▸ **WORK TO COMPLETE**:
The output is the lines below from the one with "filename crates/pricer_lattice/src/policy.rs" through the one with "at any node.", both included, printed exactly and with no other line.

[RECORD SET]

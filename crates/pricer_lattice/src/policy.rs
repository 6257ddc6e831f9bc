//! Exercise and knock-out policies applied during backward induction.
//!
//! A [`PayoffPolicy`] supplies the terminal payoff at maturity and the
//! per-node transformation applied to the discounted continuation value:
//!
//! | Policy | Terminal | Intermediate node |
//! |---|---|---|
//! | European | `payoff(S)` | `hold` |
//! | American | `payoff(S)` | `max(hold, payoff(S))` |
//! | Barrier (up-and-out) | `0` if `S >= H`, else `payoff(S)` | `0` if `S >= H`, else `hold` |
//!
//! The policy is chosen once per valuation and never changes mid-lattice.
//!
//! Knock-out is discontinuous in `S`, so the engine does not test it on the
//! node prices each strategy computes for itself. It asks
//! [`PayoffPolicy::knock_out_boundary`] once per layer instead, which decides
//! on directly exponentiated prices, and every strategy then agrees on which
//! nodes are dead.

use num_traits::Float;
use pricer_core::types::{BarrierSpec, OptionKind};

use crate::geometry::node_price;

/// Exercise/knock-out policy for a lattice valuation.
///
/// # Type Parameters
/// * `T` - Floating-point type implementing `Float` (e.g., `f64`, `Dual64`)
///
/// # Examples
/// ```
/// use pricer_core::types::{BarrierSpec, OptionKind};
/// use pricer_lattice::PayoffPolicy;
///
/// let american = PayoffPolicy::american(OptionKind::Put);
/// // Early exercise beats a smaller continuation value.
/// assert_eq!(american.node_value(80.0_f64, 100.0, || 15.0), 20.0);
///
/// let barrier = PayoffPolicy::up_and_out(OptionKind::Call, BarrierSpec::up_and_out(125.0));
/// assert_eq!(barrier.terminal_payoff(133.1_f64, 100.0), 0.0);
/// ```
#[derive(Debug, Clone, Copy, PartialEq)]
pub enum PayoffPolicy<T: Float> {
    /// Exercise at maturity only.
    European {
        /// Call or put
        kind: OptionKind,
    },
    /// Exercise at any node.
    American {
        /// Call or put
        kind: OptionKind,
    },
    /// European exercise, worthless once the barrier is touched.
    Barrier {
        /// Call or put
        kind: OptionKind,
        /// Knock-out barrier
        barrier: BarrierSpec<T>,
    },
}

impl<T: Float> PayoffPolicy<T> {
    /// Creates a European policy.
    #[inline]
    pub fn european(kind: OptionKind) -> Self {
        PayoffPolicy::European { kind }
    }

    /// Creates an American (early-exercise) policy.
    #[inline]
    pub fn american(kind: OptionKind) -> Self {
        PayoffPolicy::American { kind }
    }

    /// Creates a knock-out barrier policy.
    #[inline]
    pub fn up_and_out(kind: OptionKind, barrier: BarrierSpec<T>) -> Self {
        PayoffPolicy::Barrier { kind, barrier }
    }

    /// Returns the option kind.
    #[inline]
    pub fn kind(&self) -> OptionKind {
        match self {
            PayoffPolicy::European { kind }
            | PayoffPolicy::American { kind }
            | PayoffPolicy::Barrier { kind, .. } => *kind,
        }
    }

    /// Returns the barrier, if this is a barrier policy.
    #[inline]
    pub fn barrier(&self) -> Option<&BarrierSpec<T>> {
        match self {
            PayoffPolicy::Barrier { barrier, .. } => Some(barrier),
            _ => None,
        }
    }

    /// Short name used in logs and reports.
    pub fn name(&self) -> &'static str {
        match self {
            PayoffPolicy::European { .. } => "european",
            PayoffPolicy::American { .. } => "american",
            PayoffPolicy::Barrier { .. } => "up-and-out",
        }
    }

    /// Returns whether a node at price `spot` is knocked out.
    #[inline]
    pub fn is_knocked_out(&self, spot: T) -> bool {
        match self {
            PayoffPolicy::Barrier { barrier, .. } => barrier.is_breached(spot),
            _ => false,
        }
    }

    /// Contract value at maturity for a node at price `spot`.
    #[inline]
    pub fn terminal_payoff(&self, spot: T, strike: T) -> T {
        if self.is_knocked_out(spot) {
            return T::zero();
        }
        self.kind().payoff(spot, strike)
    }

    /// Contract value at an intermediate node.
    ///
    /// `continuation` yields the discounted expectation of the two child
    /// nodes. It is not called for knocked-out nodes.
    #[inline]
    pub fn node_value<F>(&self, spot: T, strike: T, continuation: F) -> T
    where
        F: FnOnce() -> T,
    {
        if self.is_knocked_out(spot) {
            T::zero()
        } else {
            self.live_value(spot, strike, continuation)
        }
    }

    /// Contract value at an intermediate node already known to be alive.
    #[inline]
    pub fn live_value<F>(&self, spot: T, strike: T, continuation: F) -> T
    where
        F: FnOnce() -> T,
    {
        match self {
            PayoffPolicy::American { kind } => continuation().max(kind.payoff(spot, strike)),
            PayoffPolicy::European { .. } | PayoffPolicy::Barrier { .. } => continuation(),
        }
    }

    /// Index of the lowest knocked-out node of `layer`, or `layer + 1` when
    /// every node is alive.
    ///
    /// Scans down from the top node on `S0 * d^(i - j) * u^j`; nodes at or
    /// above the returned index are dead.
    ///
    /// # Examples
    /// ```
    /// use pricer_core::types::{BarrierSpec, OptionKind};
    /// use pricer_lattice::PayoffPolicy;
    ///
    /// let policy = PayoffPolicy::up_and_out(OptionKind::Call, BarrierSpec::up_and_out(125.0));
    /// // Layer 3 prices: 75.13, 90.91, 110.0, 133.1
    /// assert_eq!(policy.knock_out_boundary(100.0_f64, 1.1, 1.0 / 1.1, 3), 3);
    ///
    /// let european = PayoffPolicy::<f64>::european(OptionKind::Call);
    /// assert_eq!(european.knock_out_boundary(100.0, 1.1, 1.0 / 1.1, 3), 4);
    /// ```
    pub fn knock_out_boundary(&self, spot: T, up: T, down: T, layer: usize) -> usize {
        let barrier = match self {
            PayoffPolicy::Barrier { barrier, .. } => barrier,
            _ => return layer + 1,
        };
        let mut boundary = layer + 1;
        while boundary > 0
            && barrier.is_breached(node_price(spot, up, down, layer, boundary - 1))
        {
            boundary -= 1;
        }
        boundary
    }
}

[/RECORD SET]
[RECORD SET]

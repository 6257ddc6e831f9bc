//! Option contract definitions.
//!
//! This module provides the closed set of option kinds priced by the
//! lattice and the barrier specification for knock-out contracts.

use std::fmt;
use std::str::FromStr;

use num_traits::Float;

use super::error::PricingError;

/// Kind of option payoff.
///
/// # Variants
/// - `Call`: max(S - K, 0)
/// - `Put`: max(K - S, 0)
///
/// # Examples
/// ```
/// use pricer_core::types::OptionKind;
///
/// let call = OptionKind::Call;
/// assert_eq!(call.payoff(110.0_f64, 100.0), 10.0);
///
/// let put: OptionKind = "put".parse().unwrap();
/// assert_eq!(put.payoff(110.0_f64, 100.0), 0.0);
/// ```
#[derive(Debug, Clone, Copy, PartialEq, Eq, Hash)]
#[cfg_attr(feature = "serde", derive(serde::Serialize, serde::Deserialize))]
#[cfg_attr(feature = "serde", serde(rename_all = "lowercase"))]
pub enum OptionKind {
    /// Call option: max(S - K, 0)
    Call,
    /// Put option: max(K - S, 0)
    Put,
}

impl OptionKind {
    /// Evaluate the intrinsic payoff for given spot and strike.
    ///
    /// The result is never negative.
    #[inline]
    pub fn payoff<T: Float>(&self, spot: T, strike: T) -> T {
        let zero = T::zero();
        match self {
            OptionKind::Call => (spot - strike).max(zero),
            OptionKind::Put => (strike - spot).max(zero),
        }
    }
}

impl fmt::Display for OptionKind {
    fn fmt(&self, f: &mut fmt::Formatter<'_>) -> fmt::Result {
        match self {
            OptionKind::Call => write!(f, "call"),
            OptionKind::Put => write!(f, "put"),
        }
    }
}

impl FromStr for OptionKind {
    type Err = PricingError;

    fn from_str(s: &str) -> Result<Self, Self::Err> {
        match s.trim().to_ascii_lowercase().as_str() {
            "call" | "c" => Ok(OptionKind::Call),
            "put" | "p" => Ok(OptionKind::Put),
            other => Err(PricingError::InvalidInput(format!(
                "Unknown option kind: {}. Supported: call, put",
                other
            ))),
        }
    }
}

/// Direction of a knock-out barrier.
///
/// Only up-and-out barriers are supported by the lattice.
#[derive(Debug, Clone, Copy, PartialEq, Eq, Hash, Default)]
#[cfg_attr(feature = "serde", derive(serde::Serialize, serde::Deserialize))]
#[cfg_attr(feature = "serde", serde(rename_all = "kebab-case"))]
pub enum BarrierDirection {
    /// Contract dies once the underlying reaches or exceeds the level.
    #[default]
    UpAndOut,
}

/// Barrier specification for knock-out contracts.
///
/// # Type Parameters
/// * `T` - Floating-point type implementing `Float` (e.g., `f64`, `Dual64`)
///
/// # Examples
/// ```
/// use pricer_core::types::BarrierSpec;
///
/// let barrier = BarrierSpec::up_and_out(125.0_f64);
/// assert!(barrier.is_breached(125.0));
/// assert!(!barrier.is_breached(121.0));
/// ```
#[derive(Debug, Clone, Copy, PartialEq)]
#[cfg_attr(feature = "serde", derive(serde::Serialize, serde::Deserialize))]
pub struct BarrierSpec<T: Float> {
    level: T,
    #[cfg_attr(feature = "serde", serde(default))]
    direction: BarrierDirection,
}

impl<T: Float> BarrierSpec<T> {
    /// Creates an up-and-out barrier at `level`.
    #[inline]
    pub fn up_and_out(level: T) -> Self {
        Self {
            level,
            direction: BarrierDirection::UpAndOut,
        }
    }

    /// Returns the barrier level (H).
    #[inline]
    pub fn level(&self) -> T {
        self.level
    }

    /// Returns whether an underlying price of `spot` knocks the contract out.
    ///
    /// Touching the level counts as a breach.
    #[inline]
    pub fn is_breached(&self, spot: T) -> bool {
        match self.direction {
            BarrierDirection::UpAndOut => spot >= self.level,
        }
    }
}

[/RECORD SET]

▸ **SOLUTION FOR THIS PROBLEM**:
filename crates/pricer_lattice/src/policy.rs
repository 6257ddc6e831f9bc
//! Exercise and knock-out policies applied during backward induction.
//!
//! A [`PayoffPolicy`] supplies the terminal payoff at maturity and the
//! per-node transformation applied to the discounted continuation value:
//!
//! | Policy | Terminal | Intermediate node |
//! |---|---|---|
//! | European | `payoff(S)` | `hold` |
//! | American | `payoff(S)` | `max(hold, payoff(S))` |
//! | Barrier (up-and-out) | `0` if `S >= H`, else `payoff(S)` | `0` if `S >= H`, else `hold` |
//!
//! The policy is chosen once per valuation and never changes mid-lattice.
//!
//! Knock-out is discontinuous in `S`, so the engine does not test it on the
//! node prices each strategy computes for itself. It asks
//! [`PayoffPolicy::knock_out_boundary`] once per layer instead, which decides
//! on directly exponentiated prices, and every strategy then agrees on which
//! nodes are dead.

use num_traits::Float;
use pricer_core::types::{BarrierSpec, OptionKind};

use crate::geometry::node_price;

/// Exercise/knock-out policy for a lattice valuation.
///
/// # Type Parameters
/// * `T` - Floating-point type implementing `Float` (e.g., `f64`, `Dual64`)
///
/// # Examples
/// ```
/// use pricer_core::types::{BarrierSpec, OptionKind};
/// use pricer_lattice::PayoffPolicy;
///
/// let american = PayoffPolicy::american(OptionKind::Put);
/// // Early exercise beats a smaller continuation value.
/// assert_eq!(american.node_value(80.0_f64, 100.0, || 15.0), 20.0);
///
/// let barrier = PayoffPolicy::up_and_out(OptionKind::Call, BarrierSpec::up_and_out(125.0));
/// assert_eq!(barrier.terminal_payoff(133.1_f64, 100.0), 0.0);
/// ```
#[derive(Debug, Clone, Copy, PartialEq)]
pub enum PayoffPolicy<T: Float> {
    /// Exercise at maturity only.
    European {
        /// Call or put
        kind: OptionKind,
    },
    /// Exercise at any node.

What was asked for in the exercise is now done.